Detailed Description
Studies have shown that general aerobic exercise training is accompanied by significant respiratory physiological benefits, including gains in RM strength and endurance (Larson, et al., 1999; Sheel, 2002; Watsford, et al., 2005; Lacasse et al., 2006). This benefit appears to be greater when general exercise conditioning is combined with specific RM training (Weiner, et al., 1992; Wanke, et al., 1994; Larson, et al., 1999; Hill y Eastwood, 2005; O'Brien, et al., 2008). However, many frail elderly are not able to perform general aerobic exercise, related or not to ADL, as it is mentioned above (e.g., institutionalized elderly with comorbidities, functional impairment and RM weakness). In this case, specific RM training may be used as a beneficial alternative to maintain or improve RM function (Watsford and Murphy, 2008), and thus prevent deterioration in this functionally impaired elderly. The most commonly used techniques of specific RM training are: a) isocapnic hyperpnoea (Leith and Bradley, 1976; Belman and Mittman, 1980), b) respiratory resistive loading (Pardy, et al., 1981; Sonne and Davis, 1982; Belman, et al., 1986), and c) respiratory threshold loading (Clanton, et al., 1985; Chen, et al., 1985; Martyn, et al., 1987; Larson, et al., 1988). Apart from these three well-known techniques, other less studied types of exercise such as the controlled breathing exercises of Yoga, Pranayama, may also be added to this list (Kulpati, et al., 1982; Manocha, et al., 2002; Donesky-Cueco, et al., 2009).
Investigators
Maria dels Angels Cebria i Iranzo, PT, PhD
Assistant Professor Rehabilitation Sciences
University of Valencia
Eligibility Criteria
Inclusion Criteria
- •clinically stable residents, institutionalized at least 1 year;
- •Barthel Index less than 95 points;
- •inability to independently walk more than 10 meters or inability to effectively use a wheelchair;
- •Mini-Mental Status Examination score of at least 20 points (i.e., subjects without moderate or severe cognitive deterioration).
Exclusion Criteria
- •significant chronic cardiorespiratory diagnoses (e.g. moderate-severe COPD);
- •an acute cardiorespiratory episode during the last 2 months prior to the study;
- •neurological, muscular, or neuromuscular problems interfering with the capacity to engage in the tests and training protocols;
- •active smokers or former smokers who had stopped smoking less than 5 years ago;
- •a terminal disease.
Outcomes
Primary Outcomes
Change from baseline in Maximum Inspiratory Pressure (MIP) at 7 weeks
Time Frame: The groups were assessed at baseline (time zero) and at the end of the training protocol (week 7).

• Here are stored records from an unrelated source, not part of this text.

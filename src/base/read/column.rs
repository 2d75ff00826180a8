// Copyright (c) 2024 Harry [Majored] [hello@majored.pw]
// MIT License (https://github.com/Majored/rs-async-zip/blob/main/LICENSE)

/// A column of the table an archive is exposed as.
#[derive(Clone, Copy, Debug, PartialEq, Eq, Hash)]
pub enum Column {
    /// The entry's path.
    Name,
    /// The POSIX mode, including the file type bits.
    Mode,
    /// The modification time as a UNIX timestamp.
    Mtime,
    /// The uncompressed size.
    Size,
    /// The data exactly as stored in the archive.
    RawData,
    /// The uncompressed data.
    Data,
    /// The compression method code.
    Method,
}

impl Column {
    /// Every column, in table order.
    pub const ALL: [Column; 7] =
        [Column::Name, Column::Mode, Column::Mtime, Column::Size, Column::RawData, Column::Data, Column::Method];

    /// Returns the column at the given position in table order.
    pub fn from_index(index: usize) -> Option<Self> {
        Self::ALL.get(index).copied()
    }

    /// Returns the column's name as it appears in the table.
    pub fn name(&self) -> &'static str {
        match self {
            Column::Name => "name",
            Column::Mode => "mode",
            Column::Mtime => "mtime",
            Column::Size => "sz",
            Column::RawData => "rawdata",
            Column::Data => "data",
            Column::Method => "method",
        }
    }
}

/// A single value produced for a column.
#[derive(Clone, Debug, PartialEq, Eq)]
pub enum ColumnValue {
    Null,
    Integer(i64),
    Text(String),
    Blob(Vec<u8>),
}

impl ColumnValue {
    pub fn as_integer(&self) -> Option<i64> {
        match self {
            ColumnValue::Integer(value) => Some(*value),
            _ => None,
        }
    }

    pub fn as_text(&self) -> Option<&str> {
        match self {
            ColumnValue::Text(value) => Some(value),
            _ => None,
        }
    }

    pub fn as_blob(&self) -> Option<&[u8]> {
        match self {
            ColumnValue::Blob(value) => Some(value),
            _ => None,
        }
    }

    pub fn is_null(&self) -> bool {
        matches!(self, ColumnValue::Null)
    }
}
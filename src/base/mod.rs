// Copyright (c) 2023 Harry [Majored] [hello@majored.pw]
// MIT License (https://github.com/Majored/rs-async-zip/blob/main/LICENSE)

//! A synchronous implementation over `std::io`'s [`Read`](std::io::Read), [`Write`](std::io::Write), and
//! [`Seek`](std::io::Seek) traits.

pub mod read;
pub mod write;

MIP is probably the most frequently reported noninvasive estimates of inspiratory muscle strength. Ever since Black and Hyatt (1969) reported this technique it has been widely used in patients, healthy control subjects across all ages, and athletes. Pressure is recorded at the mouth during a quasi-static short (few seconds) maximal inspiration. The manoeuvre is generally performed at Residual Volume (RV). Reference: Am J Respir Crit Care Med. 2002;166:531-535.
Change from baseline in Maximum Expiratory Pressure (MEP) at 7 weeks
Time Frame: The groups were assessed at baseline (time zero) and at the end of the training protocol (week 7).
MEP is probably the most frequently reported noninvasive estimates of expiratory muscle strength. Ever since Black and Hyatt (1969) reported this technique it has been widely used in patients, healthy control subjects across all ages, and athletes. Pressure is recorded at the mouth during a quasi-static short (few seconds) maximal expiration. The manoeuvre is generally performed at Total Lung Capacity (TLC). Reference: Am J Respir Crit Care Med. 2002;166:531-535.
Secondary Outcomes
- Change from baseline in Maximum Voluntary Ventilation at 7 weeks(The groups were assessed at baseline (time zero) and at the end of the training protocol (week 7).)